Data listing below:

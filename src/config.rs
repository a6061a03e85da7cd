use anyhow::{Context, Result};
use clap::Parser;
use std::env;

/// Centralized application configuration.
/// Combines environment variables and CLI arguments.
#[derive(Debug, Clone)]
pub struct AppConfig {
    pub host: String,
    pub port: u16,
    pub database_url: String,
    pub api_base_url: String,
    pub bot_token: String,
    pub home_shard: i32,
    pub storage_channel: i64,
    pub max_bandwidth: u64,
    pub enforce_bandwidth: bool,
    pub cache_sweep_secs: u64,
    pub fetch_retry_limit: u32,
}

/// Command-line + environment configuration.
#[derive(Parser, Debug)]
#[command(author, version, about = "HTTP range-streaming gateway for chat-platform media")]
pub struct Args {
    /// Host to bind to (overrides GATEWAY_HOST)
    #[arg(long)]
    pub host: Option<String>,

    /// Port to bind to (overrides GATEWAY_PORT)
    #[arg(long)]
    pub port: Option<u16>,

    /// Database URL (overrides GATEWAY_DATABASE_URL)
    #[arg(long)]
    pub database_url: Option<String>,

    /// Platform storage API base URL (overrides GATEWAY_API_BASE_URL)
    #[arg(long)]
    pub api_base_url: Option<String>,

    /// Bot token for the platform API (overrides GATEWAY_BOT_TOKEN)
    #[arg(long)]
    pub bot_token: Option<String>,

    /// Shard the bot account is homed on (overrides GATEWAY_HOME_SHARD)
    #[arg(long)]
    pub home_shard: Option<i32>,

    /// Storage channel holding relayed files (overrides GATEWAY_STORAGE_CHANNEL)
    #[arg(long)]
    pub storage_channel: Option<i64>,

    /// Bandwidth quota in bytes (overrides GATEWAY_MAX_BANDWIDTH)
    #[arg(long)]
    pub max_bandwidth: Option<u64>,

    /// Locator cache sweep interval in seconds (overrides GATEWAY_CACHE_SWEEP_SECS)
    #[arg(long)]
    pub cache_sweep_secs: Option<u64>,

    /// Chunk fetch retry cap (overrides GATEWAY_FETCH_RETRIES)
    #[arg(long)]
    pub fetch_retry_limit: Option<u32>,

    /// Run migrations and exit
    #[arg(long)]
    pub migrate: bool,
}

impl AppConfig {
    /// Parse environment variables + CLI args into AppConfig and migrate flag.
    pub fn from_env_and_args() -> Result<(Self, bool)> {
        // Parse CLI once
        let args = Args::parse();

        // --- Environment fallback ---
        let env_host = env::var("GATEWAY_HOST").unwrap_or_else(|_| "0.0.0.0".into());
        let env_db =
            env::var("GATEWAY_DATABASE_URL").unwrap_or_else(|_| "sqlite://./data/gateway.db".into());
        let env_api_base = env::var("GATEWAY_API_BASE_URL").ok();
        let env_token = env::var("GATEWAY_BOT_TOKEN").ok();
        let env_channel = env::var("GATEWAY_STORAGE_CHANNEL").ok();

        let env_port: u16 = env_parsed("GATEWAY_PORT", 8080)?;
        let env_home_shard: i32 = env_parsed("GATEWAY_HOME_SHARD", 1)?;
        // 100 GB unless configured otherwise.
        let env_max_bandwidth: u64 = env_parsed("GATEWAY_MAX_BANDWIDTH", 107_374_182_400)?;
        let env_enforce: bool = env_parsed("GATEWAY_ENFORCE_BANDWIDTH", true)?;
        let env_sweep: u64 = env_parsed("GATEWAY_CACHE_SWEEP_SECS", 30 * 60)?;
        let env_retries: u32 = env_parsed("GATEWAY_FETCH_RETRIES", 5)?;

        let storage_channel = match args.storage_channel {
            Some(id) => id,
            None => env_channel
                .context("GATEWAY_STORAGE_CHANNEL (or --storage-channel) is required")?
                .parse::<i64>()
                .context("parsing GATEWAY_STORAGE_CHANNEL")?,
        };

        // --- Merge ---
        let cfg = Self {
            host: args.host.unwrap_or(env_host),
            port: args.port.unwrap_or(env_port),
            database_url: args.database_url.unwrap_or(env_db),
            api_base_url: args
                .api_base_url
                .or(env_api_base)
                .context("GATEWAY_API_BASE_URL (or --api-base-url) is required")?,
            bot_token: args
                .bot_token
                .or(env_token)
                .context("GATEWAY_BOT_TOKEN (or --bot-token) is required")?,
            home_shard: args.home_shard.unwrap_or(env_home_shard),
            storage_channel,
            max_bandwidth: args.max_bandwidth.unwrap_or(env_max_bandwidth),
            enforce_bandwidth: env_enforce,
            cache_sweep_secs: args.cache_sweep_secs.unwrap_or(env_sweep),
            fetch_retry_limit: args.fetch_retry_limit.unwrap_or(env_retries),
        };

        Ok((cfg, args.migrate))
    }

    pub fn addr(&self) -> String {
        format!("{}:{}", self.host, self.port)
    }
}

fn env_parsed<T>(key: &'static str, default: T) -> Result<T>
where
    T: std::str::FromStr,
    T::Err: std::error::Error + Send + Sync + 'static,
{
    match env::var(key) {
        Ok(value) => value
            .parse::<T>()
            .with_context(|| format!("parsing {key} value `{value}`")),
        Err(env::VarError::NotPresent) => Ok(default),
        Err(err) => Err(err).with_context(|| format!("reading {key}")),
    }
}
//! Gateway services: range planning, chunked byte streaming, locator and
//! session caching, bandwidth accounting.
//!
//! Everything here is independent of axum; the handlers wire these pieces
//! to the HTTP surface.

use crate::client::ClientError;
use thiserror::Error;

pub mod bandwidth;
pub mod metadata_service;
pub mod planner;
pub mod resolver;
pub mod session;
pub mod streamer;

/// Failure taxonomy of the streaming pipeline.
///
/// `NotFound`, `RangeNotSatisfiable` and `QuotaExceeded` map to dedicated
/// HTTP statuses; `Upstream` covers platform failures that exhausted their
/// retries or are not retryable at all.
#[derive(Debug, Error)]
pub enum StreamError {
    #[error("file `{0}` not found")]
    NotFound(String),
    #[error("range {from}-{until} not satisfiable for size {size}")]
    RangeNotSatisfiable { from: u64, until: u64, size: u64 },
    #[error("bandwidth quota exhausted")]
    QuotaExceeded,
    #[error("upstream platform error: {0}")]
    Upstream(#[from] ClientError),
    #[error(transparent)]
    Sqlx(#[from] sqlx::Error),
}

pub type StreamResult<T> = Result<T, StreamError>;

End of Data listing.

#### Task to carry out
Give the exact lines, and only those, from the line containing "api_base_url: args" through the line containing "wire these pieces" in the entries above.

#### Result of the exercise
            api_base_url: args
                .api_base_url
                .or(env_api_base)
                .context("GATEWAY_API_BASE_URL (or --api-base-url) is required")?,
            bot_token: args
                .bot_token
                .or(env_token)
                .context("GATEWAY_BOT_TOKEN (or --bot-token) is required")?,
            home_shard: args.home_shard.unwrap_or(env_home_shard),
            storage_channel,
            max_bandwidth: args.max_bandwidth.unwrap_or(env_max_bandwidth),
            enforce_bandwidth: env_enforce,
            cache_sweep_secs: args.cache_sweep_secs.unwrap_or(env_sweep),
            fetch_retry_limit: args.fetch_retry_limit.unwrap_or(env_retries),
        };

        Ok((cfg, args.migrate))
    }

    pub fn addr(&self) -> String {
        format!("{}:{}", self.host, self.port)
    }
}

fn env_parsed<T>(key: &'static str, default: T) -> Result<T>
where
    T: std::str::FromStr,
    T::Err: std::error::Error + Send + Sync + 'static,
{
    match env::var(key) {
        Ok(value) => value
            .parse::<T>()
            .with_context(|| format!("parsing {key} value `{value}`")),
        Err(env::VarError::NotPresent) => Ok(default),
        Err(err) => Err(err).with_context(|| format!("reading {key}")),
    }
}
//! Gateway services: range planning, chunked byte streaming, locator and
//! session caching, bandwidth accounting.
//!
//! Everything here is independent of axum; the handlers wire these pieces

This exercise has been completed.